◆ **REQUIRED WORK**
Report, in full, each line of the material below in which the string "engine" occurs.

◇ ◇ ◇ ◇ ◇ ◇ ◇

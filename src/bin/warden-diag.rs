use std::path::PathBuf;
use std::process::ExitCode;
use std::sync::Arc;

use anyhow::{bail, Context, Result};
use clap::{Args, Parser, Subcommand, ValueEnum};
use rand::rngs::StdRng;
use rand::{Rng, SeedableRng};
use serde::{Deserialize, Serialize};

use frame_warden::clock::ManualClock;
use frame_warden::governor::{Governor, GovernorConfig, GovernorHosts};
use frame_warden::testing::{FakeDom, FakeGpu, FakeHeap, FakeHost};
use frame_warden::GovernanceEvent;

#[path = "warden_diag/telemetry.rs"]
mod telemetry;
use telemetry::{drain_events, EventAggregator, ReplayReport};

#[tokio::main(flavor = "current_thread")]
async fn main() -> ExitCode {
    frame_warden::init_logging();
    let cli = Cli::parse();
    match cli.execute() {
        Ok(()) => ExitCode::SUCCESS,
        Err(err) => {
            eprintln!("warden-diag error: {err:?}");
            ExitCode::from(1)
        }
    }
}

#[derive(Parser, Debug)]
#[command(name = "warden-diag", about = "Governance trace replay harness CLI")]
struct Cli {
    #[command(subcommand)]
    command: Command,
}

impl Cli {
    fn execute(self) -> Result<()> {
        match self.command {
            Command::Run(args) => run_command(args),
            Command::Record(args) => record_command(args),
        }
    }
}

#[derive(Subcommand, Debug)]
enum Command {
    /// Replay a trace through the engine and print the event summary.
    Run(RunArgs),
    /// Replay a trace and capture every governance event to a JSON file.
    Record(RecordArgs),
}

#[derive(Args, Debug, Clone)]
struct RunArgs {
    #[command(flatten)]
    source: SourceArgs,
    /// Output format for the replay summary.
    #[arg(long, value_enum, default_value_t = ReportFormat::Table)]
    format: ReportFormat,
    /// Destination file for the summary (JSON only).
    #[arg(long)]
    out: Option<PathBuf>,
}

#[derive(Args, Debug, Clone)]
struct RecordArgs {
    #[command(flatten)]
    source: SourceArgs,
    /// Destination file for the captured events.
    #[arg(long)]
    output: PathBuf,
}

#[derive(Args, Debug, Clone)]
struct SourceArgs {
    /// Path to a JSON trace file to replay.
    #[arg(long)]
    trace: Option<PathBuf>,
    /// Synthetic degradation scenario to generate.
    #[arg(long, value_enum)]
    scenario: Option<ScenarioArg>,
    /// Length of a generated scenario (milliseconds).
    #[arg(long, default_value_t = 120_000)]
    duration_ms: u64,
    /// Seed for scenario jitter, for reproducible runs.
    #[arg(long, default_value_t = 7)]
    seed: u64,
}

impl SourceArgs {
    fn validate(&self) -> Result<()> {
        if self.trace.is_some() == self.scenario.is_some() {
            bail!("Provide exactly one source via --trace or --scenario");
        }
        if let Some(path) = &self.trace {
            if !path.exists() {
                bail!("trace file {} does not exist", path.display());
            }
        }
        if self.duration_ms == 0 {
            bail!("Duration must be greater than zero");
        }
        Ok(())
    }

    fn steps(&self) -> Result<Vec<TraceStep>> {
        if let Some(path) = &self.trace {
            let raw = std::fs::read_to_string(path)
                .with_context(|| format!("reading trace {}", path.display()))?;
            let steps: Vec<TraceStep> = serde_json::from_str(&raw)
                .with_context(|| format!("parsing trace {}", path.display()))?;
            return Ok(steps);
        }
        let scenario = self
            .scenario
            .context("either --trace or --scenario is required")?;
        Ok(generate_scenario(scenario, self.duration_ms, self.seed))
    }
}

#[derive(Debug, Copy, Clone, ValueEnum)]
enum ScenarioArg {
    /// Healthy 60 fps baseline.
    Steady,
    /// FPS ramps down until predictive alerts and the ladder trip.
    FpsCollapse,
    /// Steady frames with monotonically leaking heap.
    MemoryLeak,
    /// Bursts of DOM insertions past the growth budget.
    DomFlood,
    /// GPU context loss with a successful late restore.
    ContextLoss,
    /// Collapse, leak, and render errors at once.
    FullDegradation,
}

#[derive(Debug, Copy, Clone, Eq, PartialEq, ValueEnum)]
enum ReportFormat {
    Json,
    Table,
}

/// One timed input to the engine. Traces are JSON arrays of these.
#[derive(Debug, Clone, Serialize, Deserialize)]
struct TraceStep {
    at_ms: u64,
    #[serde(flatten)]
    op: TraceOp,
}

#[derive(Debug, Clone, Serialize, Deserialize)]
#[serde(tag = "op", rename_all = "snake_case")]
enum TraceOp {
    /// A render frame completed at `at_ms`.
    Frame,
    /// Heap usage reading changed.
    HeapUsed { bytes: u64 },
    /// A mutation-observer batch arrived.
    MutationBatch {
        added: usize,
        removed: usize,
        #[serde(default)]
        temporary: bool,
    },
    /// An uncaught error surfaced.
    Error { message: String },
    ContextLost,
    ContextRestored { context_id: u64 },
}

fn run_command(args: RunArgs) -> Result<()> {
    args.source.validate()?;
    let steps = args.source.steps()?;
    let (report, _events) = replay(steps)?;

    if let Some(path) = &args.out {
        let json = serde_json::to_string_pretty(&report).context("serializing replay report")?;
        std::fs::write(path, json).with_context(|| format!("writing {}", path.display()))?;
        println!("Replay summary written to {}", path.display());
        return Ok(());
    }
    match args.format {
        ReportFormat::Json => report.print_json()?,
        ReportFormat::Table => report.print_table(),
    }
    Ok(())
}

fn record_command(args: RecordArgs) -> Result<()> {
    args.source.validate()?;
    let steps = args.source.steps()?;
    let (_report, events) = replay(steps)?;

    let json = serde_json::to_string_pretty(&events).context("serializing captured events")?;
    std::fs::write(&args.output, json)
        .with_context(|| format!("writing {}", args.output.display()))?;
    println!(
        "Captured {} events to {}",
        events.len(),
        args.output.display()
    );
    Ok(())
}

/// Drive a full engine through the trace on a manual clock, stepping
/// time at the governance tick period.
fn replay(mut steps: Vec<TraceStep>) -> Result<(ReplayReport, Vec<GovernanceEvent>)> {
    steps.sort_by_key(|s| s.at_ms);
    let end_ms = steps.last().map(|s| s.at_ms).unwrap_or(0);

    let clock = Arc::new(ManualClock::new(0));
    let dom = Arc::new(FakeDom::new(500));
    let heap = Arc::new(FakeHeap::new(100_000_000, 500_000_000));
    let hosts = GovernorHosts {
        dom: Arc::clone(&dom) as _,
        actions: Arc::new(FakeHost::new()),
        gpu: Arc::new(FakeGpu::new()),
        heap: Some(Arc::clone(&heap) as _),
        sweeper: None,
        gc: None,
    };
    let config = GovernorConfig::default();
    let period = config.tick_period_ms;
    let governor = Arc::new(Governor::new(config, hosts, clock.clone()));

    let mut rx = governor.bus().subscribe();
    let mut capture_rx = governor.bus().subscribe();
    let mut tap = governor
        .take_frame_tap()
        .context("frame tap already taken")?;
    governor.start().context("starting engine")?;

    let mut aggregator = EventAggregator::default();
    let mut events = Vec::new();
    let mut next = 0usize;
    let mut now = 0u64;
    while now <= end_ms + period {
        clock.set(now);
        while next < steps.len() && steps[next].at_ms <= now {
            let step = &steps[next];
            match &step.op {
                TraceOp::Frame => tap.frame(step.at_ms),
                TraceOp::HeapUsed { bytes } => heap.set_used(*bytes),
                TraceOp::MutationBatch {
                    added,
                    removed,
                    temporary,
                } => {
                    dom.add_nodes(*added, *temporary);
                    governor.on_mutation_batch(*added, *removed);
                }
                TraceOp::Error { message } => {
                    governor.report_error(message);
                }
                TraceOp::ContextLost => governor.on_context_lost(),
                TraceOp::ContextRestored { context_id } => {
                    governor.on_context_restored(*context_id)
                }
            }
            next += 1;
        }
        governor.tick(now);
        drain_events(&mut rx, &mut aggregator);
        while let Ok(event) = capture_rx.try_recv() {
            events.push(event);
        }
        now += period;
    }

    let status = governor.status();
    governor.stop().context("stopping engine")?;
    Ok((aggregator.into_report(status), events))
}

fn generate_scenario(scenario: ScenarioArg, duration_ms: u64, seed: u64) -> Vec<TraceStep> {
    let mut rng = StdRng::seed_from_u64(seed);
    let mut steps = Vec::new();

    let frames = |steps: &mut Vec<TraceStep>, rng: &mut StdRng, from: u64, to: u64| {
        let mut t = from;
        while t < to {
            steps.push(TraceStep {
                at_ms: t,
                op: TraceOp::Frame,
            });
            t += 16 + rng.gen_range(0..3);
        }
    };

    match scenario {
        ScenarioArg::Steady => frames(&mut steps, &mut rng, 0, duration_ms),
        ScenarioArg::FpsCollapse => {
            let half = duration_ms / 2;
            frames(&mut steps, &mut rng, 0, half);
            // Interval stretches from 16ms toward 120ms over the back half.
            let mut t = half;
            while t < duration_ms {
                steps.push(TraceStep {
                    at_ms: t,
                    op: TraceOp::Frame,
                });
                let progress = (t - half) as f64 / (duration_ms - half).max(1) as f64;
                let interval = 16.0 + progress * 104.0;
                t += interval as u64 + rng.gen_range(0..3);
            }
        }
        ScenarioArg::MemoryLeak => {
            frames(&mut steps, &mut rng, 0, duration_ms);
            let mut used = 100_000_000u64;
            let mut t = 0;
            while t <= duration_ms {
                steps.push(TraceStep {
                    at_ms: t,
                    op: TraceOp::HeapUsed { bytes: used },
                });
                used += 40_000_000;
                t += 30_000;
            }
        }
        ScenarioArg::DomFlood => {
            frames(&mut steps, &mut rng, 0, duration_ms);
            let mut t = 5_000;
            while t <= duration_ms {
                steps.push(TraceStep {
                    at_ms: t,
                    op: TraceOp::MutationBatch {
                        added: 400,
                        removed: 0,
                        temporary: true,
                    },
                });
                t += 5_000;
            }
        }
        ScenarioArg::ContextLoss => {
            frames(&mut steps, &mut rng, 0, duration_ms);
            let lost_at = duration_ms / 3;
            steps.push(TraceStep {
                at_ms: lost_at,
                op: TraceOp::ContextLost,
            });
            steps.push(TraceStep {
                at_ms: lost_at + 1_500,
                op: TraceOp::ContextRestored { context_id: 1 },
            });
        }
        ScenarioArg::FullDegradation => {
            let mut collapse = generate_scenario(ScenarioArg::FpsCollapse, duration_ms, seed);
            steps.append(&mut collapse);
            let mut used = 100_000_000u64;
            let mut t = 0;
            while t <= duration_ms {
                steps.push(TraceStep {
                    at_ms: t,
                    op: TraceOp::HeapUsed { bytes: used },
                });
                used += 60_000_000;
                t += 30_000;
            }
            for i in 0..4u64 {
                steps.push(TraceStep {
                    at_ms: duration_ms / 2 + i * 200,
                    op: TraceOp::Error {
                        message: "webgl shader link failure in bloom pass".to_string(),
                    },
                });
            }
        }
    }

    steps.sort_by_key(|s| s.at_ms);
    steps
}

◇ ◇ ◇ ◇ ◇ ◇ ◇

◆ **REPLY TO THE EXERCISE**
    /// Replay a trace through the engine and print the event summary.
/// One timed input to the engine. Traces are JSON arrays of these.
/// Drive a full engine through the trace on a manual clock, stepping
    governor.start().context("starting engine")?;
    governor.stop().context("stopping engine")?;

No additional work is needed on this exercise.